**Stored items:**
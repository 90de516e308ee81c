//! SIGCHLD handling.
//!
//! The handler reaps every exited child without blocking and updates the
//! shared [`ReapState`]. It allocates nothing and prints nothing; notices
//! are produced later by `JobTable::drain_completions` on the main loop.

use std::io;

use nix::errno::Errno;

use crate::jobs::ReapState;

static REAP_STATE: ReapState = ReapState::new();

/// The process-wide reaper state the handler writes into.
pub fn state() -> &'static ReapState {
    &REAP_STATE
}

extern "C" fn on_sigchld(_signal: libc::c_int) {
    preserving_errno(|| reap_all(&REAP_STATE));
}

/// Run `f` without letting it clobber the errno of the code it interrupted.
fn preserving_errno(f: impl FnOnce()) {
    let saved = Errno::last_raw();
    f();
    Errno::set_raw(saved);
}

/// Collect every exited child without blocking.
fn reap_all(state: &ReapState) {
    let mut status: libc::c_int = 0;
    loop {
        let pid = unsafe { libc::waitpid(-1, &mut status, libc::WNOHANG) };
        if pid <= 0 {
            break;
        }
        state.remove_member(pid);
    }
}

/// Install the SIGCHLD handler.
pub fn install() -> io::Result<()> {
    unsafe {
        let mut action: libc::sigaction = std::mem::zeroed();
        action.sa_sigaction = on_sigchld as extern "C" fn(libc::c_int) as libc::sighandler_t;
        action.sa_flags = libc::SA_RESTART | libc::SA_NOCLDSTOP;
        libc::sigemptyset(&mut action.sa_mask);
        if libc::sigaction(libc::SIGCHLD, &action, std::ptr::null_mut()) != 0 {
            return Err(io::Error::last_os_error());
        }
    }
    tracing::debug!("SIGCHLD reaper installed");
    Ok(())
}
use std::io::Write;

use crate::session::Session;

/// The list of all builtin command names.
const BUILTINS: &[&str] = &["cd", "exit", "jobs"];

#[derive(Debug, PartialEq, Eq)]
pub enum BuiltinAction {
    Continue(i32),
    Exit(i32),
}

/// Returns true if the command name is a shell builtin.
pub fn is_builtin(name: &str) -> bool {
    BUILTINS.contains(&name)
}

/// Execute a builtin command in the shell process, writing output to the
/// provided streams.
pub fn execute(
    program: &str,
    args: &[String],
    stdout: &mut dyn Write,
    stderr: &mut dyn Write,
    session: &Session,
) -> BuiltinAction {
    match program {
        "cd" => BuiltinAction::Continue(builtin_cd(args, stderr)),
        "exit" => builtin_exit(args, stderr),
        "jobs" => BuiltinAction::Continue(builtin_jobs(session, stdout)),
        _ => {
            // Only names from BUILTINS reach this point.
            let _ = writeln!(stderr, "jsh: bug: unknown builtin: {program}");
            std::process::exit(1);
        }
    }
}

fn builtin_cd(args: &[String], stderr: &mut dyn Write) -> i32 {
    let target = match args {
        [] => match std::env::var("HOME") {
            Ok(home) => home,
            Err(_) => {
                let _ = writeln!(stderr, "cd: HOME variable not set");
                return 1;
            }
        },
        [dir] => dir.clone(),
        _ => {
            let _ = writeln!(stderr, "cd: takes one parameter");
            return 1;
        }
    };

    if let Err(e) = std::env::set_current_dir(&target) {
        let _ = writeln!(stderr, "cd: {target}: {e}");
        return 1;
    }

    0
}

fn builtin_exit(args: &[String], stderr: &mut dyn Write) -> BuiltinAction {
    if args.is_empty() {
        BuiltinAction::Exit(0)
    } else {
        let _ = writeln!(stderr, "exit: does not take any parameters");
        BuiltinAction::Continue(1)
    }
}

/// List background jobs that are still alive.
fn builtin_jobs(session: &Session, stdout: &mut dyn Write) -> i32 {
    for (pgid, label) in session.list_running_jobs() {
        let _ = writeln!(stdout, "[{pgid}]  Running  {label}");
    }
    0
}

#[cfg(test)]
mod tests {
    use super::*;

    #[test]
    fn recognizes_builtins() {
        assert!(is_builtin("cd"));
        assert!(is_builtin("exit"));
        assert!(is_builtin("jobs"));
        assert!(!is_builtin("ls"));
    }

    #[test]
    fn exit_rejects_arguments() {
        let mut err = Vec::new();
        assert_eq!(builtin_exit(&[], &mut err), BuiltinAction::Exit(0));
        assert_eq!(builtin_exit(&["3".to_string()], &mut err), BuiltinAction::Continue(1));
        assert!(String::from_utf8_lossy(&err).contains("does not take any parameters"));
    }

    #[test]
    fn cd_rejects_extra_arguments() {
        let mut err = Vec::new();
        assert_eq!(builtin_cd(&["a".into(), "b".into()], &mut err), 1);
        assert!(String::from_utf8_lossy(&err).contains("one parameter"));
    }

    #[test]
    fn cd_reports_missing_directory() {
        let mut err = Vec::new();
        assert_eq!(builtin_cd(&["/definitely/not/here".into()], &mut err), 1);
        assert!(String::from_utf8_lossy(&err).starts_with("cd: /definitely/not/here"));
    }
}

**Task statement:** Go through the entries and copy every line with "crate".

**Task result:**
use crate::jobs::ReapState;
use crate::session::Session;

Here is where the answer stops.